[Saved data entries]

#[cfg(feature = "storage-local")]
use crate::LocalStorage;
#[cfg(feature = "storage-oss")]
use crate::OssStorage;
#[cfg(feature = "storage-s3")]
use crate::S3Storage;
use crate::{Storage, StorageBackend, StorageError, StorageResult};
use filevault_core::Config;
use std::sync::Arc;

/// Create a storage backend based on configuration
pub async fn create_storage(config: &Config) -> StorageResult<Arc<dyn Storage>> {
    match config.storage_backend() {
        #[cfg(feature = "storage-s3")]
        StorageBackend::S3 => {
            let s3 = config
                .s3
                .as_ref()
                .ok_or_else(|| StorageError::ConfigError("S3_BUCKET not configured".to_string()))?;

            let storage = S3Storage::new(s3).await?;
            Ok(Arc::new(storage))
        }

        #[cfg(not(feature = "storage-s3"))]
        StorageBackend::S3 => Err(StorageError::ConfigError(
            "S3 storage backend not available (storage-s3 feature not enabled)".to_string(),
        )),

        #[cfg(feature = "storage-oss")]
        StorageBackend::Oss => {
            let oss = config.oss.as_ref().ok_or_else(|| {
                StorageError::ConfigError("OSS_ENDPOINT and OSS_BUCKET not configured".to_string())
            })?;

            let storage = OssStorage::new(oss).await?;
            Ok(Arc::new(storage))
        }

        #[cfg(not(feature = "storage-oss"))]
        StorageBackend::Oss => Err(StorageError::ConfigError(
            "OSS storage backend not available (storage-oss feature not enabled)".to_string(),
        )),

        #[cfg(feature = "storage-local")]
        StorageBackend::Local => {
            let local = config.local.as_ref().ok_or_else(|| {
                StorageError::ConfigError("LOCAL_STORAGE_PATH not configured".to_string())
            })?;

            let storage = LocalStorage::new(
                &local.base_path,
                local.base_url.clone(),
                local.signing_secret.clone(),
            )
            .await?;
            Ok(Arc::new(storage))
        }

        #[cfg(not(feature = "storage-local"))]
        StorageBackend::Local => Err(StorageError::ConfigError(
            "Local storage backend not available (storage-local feature not enabled)".to_string(),
        )),
    }
}
//! FileVault Storage Library
//!
//! Storage abstraction and backend implementations: AWS S3 (and S3-compatible
//! services such as MinIO), Alibaba Cloud OSS, and the local filesystem.
//!
//! # Storage key format
//!
//! All backends share one key layout, `files/{unix_seconds}/{uuid}{ext}`.
//! Keys must not contain `..` or a leading `/`. Key generation is centralized
//! in the `keys` module so all backends stay consistent.

pub mod factory;
pub mod keys;
#[cfg(feature = "storage-local")]
pub mod local;
#[cfg(feature = "storage-oss")]
pub mod oss;
#[cfg(feature = "storage-s3")]
pub mod s3;
pub mod traits;

// Re-export commonly used types
pub use factory::create_storage;
pub use filevault_core::StorageBackend;
pub use keys::generate_storage_key;
#[cfg(feature = "storage-local")]
pub use local::{LocalOperation, LocalStorage};
#[cfg(feature = "storage-oss")]
pub use oss::OssStorage;
#[cfg(feature = "storage-s3")]
pub use s3::S3Storage;
pub use traits::{
    ByteReader, ByteStream, CompletedPart, MultipartUpload, ObjectMeta, ObjectStream,
    PresignOptions, Storage, StorageError, StorageResult,
};
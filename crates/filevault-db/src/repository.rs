use async_trait::async_trait;
use chrono::{DateTime, Utc};
use filevault_core::{AppError, File, FileStatus, NewFile};
use uuid::Uuid;

/// Persistence contract for file records.
///
/// Every read excludes soft-deleted rows. Identity and timestamps are assigned
/// by the implementation.
#[async_trait]
pub trait FileRepository: Send + Sync {
    /// Insert a new record. A duplicate storage key is a `Conflict`, which
    /// callers treat as an upstream failure.
    async fn create(&self, new_file: NewFile) -> Result<File, AppError>;

    async fn get_by_id(&self, id: Uuid) -> Result<File, AppError>;

    async fn get_by_storage_key(&self, storage_key: &str) -> Result<Option<File>, AppError>;

    /// Overwrite every mutable field of an existing record.
    async fn update(&self, file: &File) -> Result<File, AppError>;

    async fn update_status(&self, id: Uuid, status: FileStatus) -> Result<(), AppError>;

    /// Mark a record deleted. Deleting twice is `NotFound`.
    async fn soft_delete(&self, id: Uuid) -> Result<(), AppError>;

    /// Remove a record outright. Only used to undo a staged row that never
    /// received its bytes.
    async fn purge(&self, id: Uuid) -> Result<(), AppError>;

    /// One page, newest first, with the total number of live records.
    async fn list(&self, offset: i64, limit: i64) -> Result<(Vec<File>, i64), AppError>;

    /// Live records in `status` not touched since `older_than`, oldest first.
    async fn list_stale(
        &self,
        status: FileStatus,
        older_than: DateTime<Utc>,
        limit: i64,
    ) -> Result<Vec<File>, AppError>;

    async fn begin(&self) -> Result<Box<dyn FileTransaction>, AppError>;
}

/// A scoped unit of work. Dropping it without `commit` discards its writes.
#[async_trait]
pub trait FileTransaction: Send {
    async fn update_status(&mut self, id: Uuid, status: FileStatus) -> Result<(), AppError>;

    async fn soft_delete(&mut self, id: Uuid) -> Result<(), AppError>;

    async fn commit(self: Box<Self>) -> Result<(), AppError>;

    async fn rollback(self: Box<Self>) -> Result<(), AppError>;
}
//! Error types module
//!
//! All orchestrator and repository failures are unified under `AppError`.
//! The caller-facing taxonomy is:
//!
//! - `NotFound`: unknown file identifier
//! - `InvalidInput`: malformed request or an operation the record does not support
//! - `PreconditionFailed`: the record is in the wrong state for the operation
//! - upstream failures (`Database`, `Storage`, `Conflict`, `Internal*`): a store or backend call failed
//!
//! `Conflict` is a metadata-store rejection (storage-key unique violation). Keys
//! embed a fresh uuid, so it only surfaces when the store itself misbehaves and
//! is reported as an upstream failure.
//!
//! The `Database` variant and `From<sqlx::Error>` are gated behind the `sqlx` feature.

#[cfg(feature = "sqlx")]
use sqlx::Error as SqlxError;

/// Log level for error reporting
#[derive(Debug, Clone, Copy, PartialEq, Eq)]
pub enum LogLevel {
    /// Expected errors such as validation failures
    Debug,
    /// Caller-visible state problems
    Warn,
    /// Unexpected failures
    Error,
}

/// Describes how an error should be presented to a boundary layer
/// (HTTP handler, CLI, job runner).
pub trait ErrorMetadata {
    /// HTTP status code a request layer should map this error to
    fn http_status_code(&self) -> u16;

    /// Machine-readable error code (e.g., "NOT_FOUND")
    fn error_code(&self) -> &'static str;

    /// Whether retrying the same call may succeed
    fn is_recoverable(&self) -> bool;

    /// Suggested action for the client
    fn suggested_action(&self) -> Option<&'static str>;

    /// Client-facing message (may differ from internal error message)
    fn client_message(&self) -> String;

    /// Whether details should be hidden from clients
    fn is_sensitive(&self) -> bool;

    /// Log level for this error
    fn log_level(&self) -> LogLevel;
}

#[derive(Debug, thiserror::Error)]
pub enum AppError {
    #[cfg(feature = "sqlx")]
    #[error("Database error: {0}")]
    Database(#[source] SqlxError),

    #[cfg(not(feature = "sqlx"))]
    #[error("Database error: {0}")]
    Database(String),

    #[error("Storage error: {0}")]
    Storage(String),

    #[error("Invalid input: {0}")]
    InvalidInput(String),

    #[error("Not found: {0}")]
    NotFound(String),

    #[error("Precondition failed: {0}")]
    PreconditionFailed(String),

    #[error("Conflict: {0}")]
    Conflict(String),

    #[error("Internal error: {0}")]
    Internal(String),

    #[error("Internal error with source")]
    InternalWithSource {
        message: String,
        #[source]
        source: anyhow::Error,
    },
}

impl AppError {
    /// True for failures of the metadata store or the storage backend.
    pub fn is_upstream(&self) -> bool {
        matches!(
            self,
            AppError::Database(_)
                | AppError::Storage(_)
                | AppError::Conflict(_)
                | AppError::Internal(_)
                | AppError::InternalWithSource { .. }
        )
    }

    pub fn not_found_file(id: impl std::fmt::Display) -> Self {
        AppError::NotFound(format!("File {} not found", id))
    }
}

#[cfg(feature = "sqlx")]
impl From<SqlxError> for AppError {
    fn from(err: SqlxError) -> Self {
        match err {
            SqlxError::RowNotFound => AppError::NotFound("Row not found".to_string()),
            SqlxError::Database(ref db_err) if db_err.is_unique_violation() => {
                AppError::Conflict(db_err.message().to_string())
            }
            other => AppError::Database(other),
        }
    }
}

impl From<anyhow::Error> for AppError {
    fn from(err: anyhow::Error) -> Self {
        AppError::InternalWithSource {
            message: err.to_string(),
            source: err,
        }
    }
}

/// Static metadata for each variant: (http_status, error_code, recoverable, suggested_action, sensitive, log_level).
fn app_error_static_metadata(
    err: &AppError,
) -> (
    u16,
    &'static str,
    bool,
    Option<&'static str>,
    bool,
    LogLevel,
) {
    match err {
        AppError::Database(_) => (
            500,
            "DATABASE_ERROR",
            true,
            Some("Retry after a short delay"),
            true,
            LogLevel::Error,
        ),
        AppError::Storage(_) => (
            502,
            "STORAGE_ERROR",
            true,
            Some("Retry after a short delay"),
            true,
            LogLevel::Error,
        ),
        AppError::InvalidInput(_) => (
            400,
            "INVALID_INPUT",
            false,
            Some("Check request parameters and try again"),
            false,
            LogLevel::Debug,
        ),
        AppError::NotFound(_) => (
            404,
            "NOT_FOUND",
            false,
            Some("Verify the file ID exists"),
            false,
            LogLevel::Debug,
        ),
        AppError::PreconditionFailed(_) => (
            412,
            "PRECONDITION_FAILED",
            false,
            Some("Finish the upload before requesting this operation"),
            false,
            LogLevel::Warn,
        ),
        AppError::Conflict(_) => (
            409,
            "CONFLICT",
            true,
            Some("Retry the request"),
            false,
            LogLevel::Warn,
        ),
        AppError::Internal(_) | AppError::InternalWithSource { .. } => (
            500,
            "INTERNAL_ERROR",
            true,
            Some("Retry after a short delay"),
            true,
            LogLevel::Error,
        ),
    }
}

impl ErrorMetadata for AppError {
    fn http_status_code(&self) -> u16 {
        app_error_static_metadata(self).0
    }

    fn error_code(&self) -> &'static str {
        app_error_static_metadata(self).1
    }

    fn is_recoverable(&self) -> bool {
        app_error_static_metadata(self).2
    }

    fn suggested_action(&self) -> Option<&'static str> {
        app_error_static_metadata(self).3
    }

    fn is_sensitive(&self) -> bool {
        app_error_static_metadata(self).4
    }

    fn log_level(&self) -> LogLevel {
        app_error_static_metadata(self).5
    }

    fn client_message(&self) -> String {
        match self {
            AppError::Database(_) => "Failed to access database".to_string(),
            AppError::Storage(_) => "Failed to access storage".to_string(),
            AppError::InvalidInput(ref msg) => msg.clone(),
            AppError::NotFound(ref msg) => msg.clone(),
            AppError::PreconditionFailed(ref msg) => msg.clone(),
            AppError::Conflict(ref msg) => msg.clone(),
            AppError::Internal(_) => "Internal server error".to_string(),
            AppError::InternalWithSource { .. } => "Internal server error".to_string(),
        }
    }
}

Exercise details
Lines that contain "limit" are to be copied from the records above.

Answer to the exercise
    async fn list(&self, offset: i64, limit: i64) -> Result<(Vec<File>, i64), AppError>;
        limit: i64,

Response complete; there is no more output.